The second part of the procedure is to specify the tool's behavior on the CGC, including its inputs and outputs, runtime requirements, and execution semantics. The specification is entered using the Tool Editor. This allows you to use the tool as an individual application on the CGC or interface it with other tools and create workflows.

Objective

This tutorial demonstrates how to install and describe the sort subcommand of SamTools on the CGC. Specifically, we shall: install the bioinformatics package SamTools into a Docker container, push it to the CGC image hub, and describe the sort subcommand in the tool editor.

Prerequisites

For this tutorial, you will need:

  1. A CGC account.
  2. One of the following machines:

🚧

On this page:

1. Create a project
2. Upload SamTools in a Docker image
3. Describe each subcommand tool in the graphical editor

1. Create a project

  1. Log in to your CGC account, and click Create a project in the main navigation bar.
  2. Name the project (e.g. 'SamTools', you can always delete this project when you've finished the tutorial.)
476

2. Upload SamTools in a Docker image

We will first use Docker image to create an image containing Samtools.

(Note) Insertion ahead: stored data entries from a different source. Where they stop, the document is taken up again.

pub mod cli;
pub mod config;
pub mod detect;
pub mod diagnostics;
pub mod io_utils;
pub mod sample;
pub mod scan;
pub mod schema;
pub mod stats;
pub mod table;
pub mod tokenize;
pub mod types;

use std::{env, fs, sync::OnceLock};

use anyhow::{Context, Result};
use clap::Parser;
use encoding_rs::Encoding;
use log::{LevelFilter, info};

use crate::cli::{Cli, ColumnsArgs, Commands, HeaderChoice, OutputFormat, ScanArgs, ScanOptions};
use crate::config::{HeaderMode, ScanConfig};
use crate::diagnostics::Diagnostic;

static LOGGER: OnceLock<()> = OnceLock::new();

fn init_logging() {
    LOGGER.get_or_init(|| {
        let mut builder = env_logger::Builder::from_env(env_logger::Env::default());
        if env::var("RUST_LOG").is_err() {
            builder.filter_module("csv_scout", LevelFilter::Info);
        }
        let _ = builder.format_timestamp_millis().try_init();
    });
}

pub fn run() -> Result<()> {
    init_logging();
    let cli = Cli::parse();
    match cli.command {
        Commands::Scan(args) => handle_scan(&args),
        Commands::Columns(args) => handle_columns(&args),
    }
}

fn handle_scan(args: &ScanArgs) -> Result<()> {
    let (config, seed, encoding) = resolve_config(&args.options)?;
    let result = scan::scan_file_seeded(&args.options.input, &config, encoding, seed)
        .with_context(|| format!("Scanning {:?}", args.options.input))?;

    match args.format {
        OutputFormat::Table => table::print_scan(&result),
        OutputFormat::Json => println!("{}", result.to_json()?),
    }
    if let Some(path) = &args.output {
        result
            .save(path)
            .with_context(|| format!("Writing scan result to {path:?}"))?;
        info!("Scan result written to {path:?}");
    }
    info!(
        "Inferred {} column(s) using separator '{}'",
        result.columns.len(),
        printable_delimiter(result.detected_separator)
    );
    Ok(())
}

fn handle_columns(args: &ColumnsArgs) -> Result<()> {
    let (config, seed, encoding) = resolve_config(&args.options)?;
    let result = scan::scan_file_seeded(&args.options.input, &config, encoding, seed)
        .with_context(|| format!("Scanning {:?}", args.options.input))?;
    if args.names_only {
        println!("{}", result.column_names());
    } else {
        println!("{}", result.column_list());
    }
    Ok(())
}

/// Layers the configuration: defaults, then the qualifier file, then
/// explicit command-line flags. Qualifier warnings travel with the scan so
/// they land in the result's diagnostics list.
fn resolve_config(
    options: &ScanOptions,
) -> Result<(ScanConfig, Vec<Diagnostic>, &'static Encoding)> {
    let (mut config, seed) = match &options.qualifiers {
        Some(path) => {
            let raw = fs::read_to_string(path)
                .with_context(|| format!("Reading qualifier file {path:?}"))?;
            let value: serde_json::Value = serde_json::from_str(&raw)
                .with_context(|| format!("Parsing qualifier file {path:?}"))?;
            ScanConfig::from_qualifiers(&value)
        }
        None => (ScanConfig::default(), Vec::new()),
    };

    if let Some(delimiter) = options.delimiter {
        config.separator = Some(delimiter);
    }
    if let Some(header) = options.header {
        config.header = match header {
            HeaderChoice::Auto => HeaderMode::Auto,
            HeaderChoice::Present => HeaderMode::Present,
            HeaderChoice::Absent => HeaderMode::Absent,
        };
    }
    if let Some(read_lines) = options.read_lines {
        config.read_lines = read_lines;
    }
    if options.strict {
        config.strict = true;
    }
    if options.verbose {
        config.verbose = true;
    }

    let encoding = io_utils::resolve_encoding(options.input_encoding.as_deref())?;
    Ok((config, seed, encoding))
}

pub(crate) fn printable_delimiter(delimiter: char) -> String {
    match delimiter {
        '\t' => "\\t".to_string(),
        '\n' => "\\n".to_string(),
        other => other.to_string(),
    }
}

We'll start with an Ubuntu base image, install SamTools, then commit and push the image to the CGC image registry, and push it to upload the tool to the CGC. This is illustrated in the example below. The username used in the example is rfranklin, the developer project name is samtools and the image tag is v1.

❗️

In the example, most of the steps taken are in order to get the tools needed to compile SamTools. These details will vary for different tools. As such, the example here should not be taken as a template for all command line tools.

To create a Docker image:

👍

Uploading Docker images

If you haven't already seen it, take a look at the documentation on uploading Docker images.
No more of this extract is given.